Tout comme la liberté politique demeure lettre morte pour l'homme affamé ou accablé de misère générale et qui est réduit totalement à la dépendance de l'assistance d'autrui. Comme le dit si bien la sagesse africaine : « L'homme pauvre ne peut avoir que l'opinion du maître dont la main le nourrit ». Nul besoin d'insister comment, en Europe occidentale, les chômeurs chroniques, les bénéficiaires d'une assistance publique de longue durée ne peuvent avoir aucun poids politique : peu importe alors la liberté qui leur est théoriquement reconnue.

Quelles leçons tirer de cette réalité en termes de propositions ?

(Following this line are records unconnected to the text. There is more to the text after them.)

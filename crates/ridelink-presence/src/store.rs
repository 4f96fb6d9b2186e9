//! The remote presence store seam and its wire types.

use async_trait::async_trait;
use ridelink_common::PresenceError;
use serde::{Deserialize, Serialize};
use tokio::sync::mpsc;

/// The record published for every local toggle.
#[derive(Debug, Clone, PartialEq, Eq, Serialize, Deserialize)]
pub struct PresenceRecord {
    pub connected: bool,
    pub version: u64,
    /// RFC 3339 wall-clock time of the write; informational only.
    pub updated_at: String,
}

impl PresenceRecord {
    pub fn new(connected: bool, version: u64) -> Self {
        Self {
            connected,
            version,
            updated_at: chrono::Utc::now().to_rfc3339(),
        }
    }
}

/// A value observed on the presence path.
#[derive(Debug, Clone, Copy, PartialEq, Eq)]
pub struct RemoteValue {
    pub connected: bool,
    /// `None` for writers that store a bare boolean.
    pub version: Option<u64>,
}

impl RemoteValue {
    /// Parse the JSON held at the presence path.
    ///
    /// Accepts a bare boolean or a record object. `null` (no value written
    /// yet) and anything else yields `None`.
    pub fn from_json(value: &serde_json::Value) -> Option<Self> {
        match value {
            serde_json::Value::Bool(connected) => Some(Self {
                connected: *connected,
                version: None,
            }),
            serde_json::Value::Object(map) => Some(Self {
                connected: map.get("connected")?.as_bool()?,
                version: map.get("version").and_then(|v| v.as_u64()),
            }),
            _ => None,
        }
    }
}

impl From<&PresenceRecord> for RemoteValue {
    fn from(record: &PresenceRecord) -> Self {
        Self {
            connected: record.connected,
            version: Some(record.version),
        }
    }
}

/// Delivered on a presence subscription.
#[derive(Debug, Clone, PartialEq, Eq)]
pub enum RemoteEvent {
    Value(RemoteValue),
    Error(PresenceError),
}

/// A live subscription to the presence path.
///
/// Cancelling is idempotent and also happens on drop. Nothing is
/// delivered after [`PresenceSubscription::cancel`] returns.
pub struct PresenceSubscription {
    rx: mpsc::UnboundedReceiver<RemoteEvent>,
    on_cancel: Option<Box<dyn FnOnce() + Send>>,
}

impl PresenceSubscription {
    pub fn new(
        rx: mpsc::UnboundedReceiver<RemoteEvent>,
        on_cancel: impl FnOnce() + Send + 'static,
    ) -> Self {
        Self {
            rx,
            on_cancel: Some(Box::new(on_cancel)),
        }
    }

    /// Next event, or `None` once cancelled or the store is gone.
    pub async fn recv(&mut self) -> Option<RemoteEvent> {
        if self.is_cancelled() {
            return None;
        }
        self.rx.recv().await
    }

    pub fn cancel(&mut self) {
        if let Some(on_cancel) = self.on_cancel.take() {
            self.rx.close();
            on_cancel();
        }
    }

    pub fn is_cancelled(&self) -> bool {
        self.on_cancel.is_none()
    }
}

impl Drop for PresenceSubscription {
    fn drop(&mut self) {
        self.cancel();
    }
}

impl std::fmt::Debug for PresenceSubscription {
    fn fmt(&self, f: &mut std::fmt::Formatter<'_>) -> std::fmt::Result {
        f.debug_struct("PresenceSubscription")
            .field("cancelled", &self.is_cancelled())
            .finish()
    }
}

/// Remote key-value reference holding the `connected` field.
///
/// Delivery is at-least-once with no ordering guarantee between a local
/// write and the echo of an earlier one.
#[async_trait]
pub trait PresenceStore: Send + Sync {
    /// Subscribe to the presence path. The current value is delivered
    /// first, then every change.
    fn subscribe(&self) -> PresenceSubscription;

    /// Write a record. Resolves once the backend acknowledges or fails.
    async fn set(&self, record: PresenceRecord) -> Result<(), PresenceError>;

    /// Write `message` to `path` to check that the backend accepts writes.
    async fn probe(&self, path: &str, message: &str) -> Result<(), PresenceError>;
}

Quant à l'action à entreprendre, ma première proposition concerne la réaffirmation de la source même des droits de l'homme. Il ne peut exister un droit de l'homme qui fonderait les autres. C'est la nature même de l'homme qui fonde l'ensemble de ses droits, et ses droits sont interdépendants, indissolublement liés les uns aux autres, et tous de valeur égale. L'existence de la misère nous le rappelle, et nous rappelle aussi que depuis 1948, nous ne sommes pas allés jusqu'au bout de notre analyse. N'est-ce pas cette absence d'une analyse globale et fondamentale qui nous a fait considérer le manque de liberté politique, la torture, les disparitions involontaires et même l'apartheid comme des problèmes en soi, que l'on pourrait résoudre en tant que tels, indépendamment des actions à mener en faveur des autres droits de la Déclaration universelle de 1948 ? Faute d'analyse plus fine, nous n'avons pas compris que nous avions là affaire à des manifestations d'un mal beaucoup plus profond, un mal qui consiste à nier la nature même de l'être humain dans sa globalité : quand un droit est bafoué, ce sont tous les droits qui sont bafoués.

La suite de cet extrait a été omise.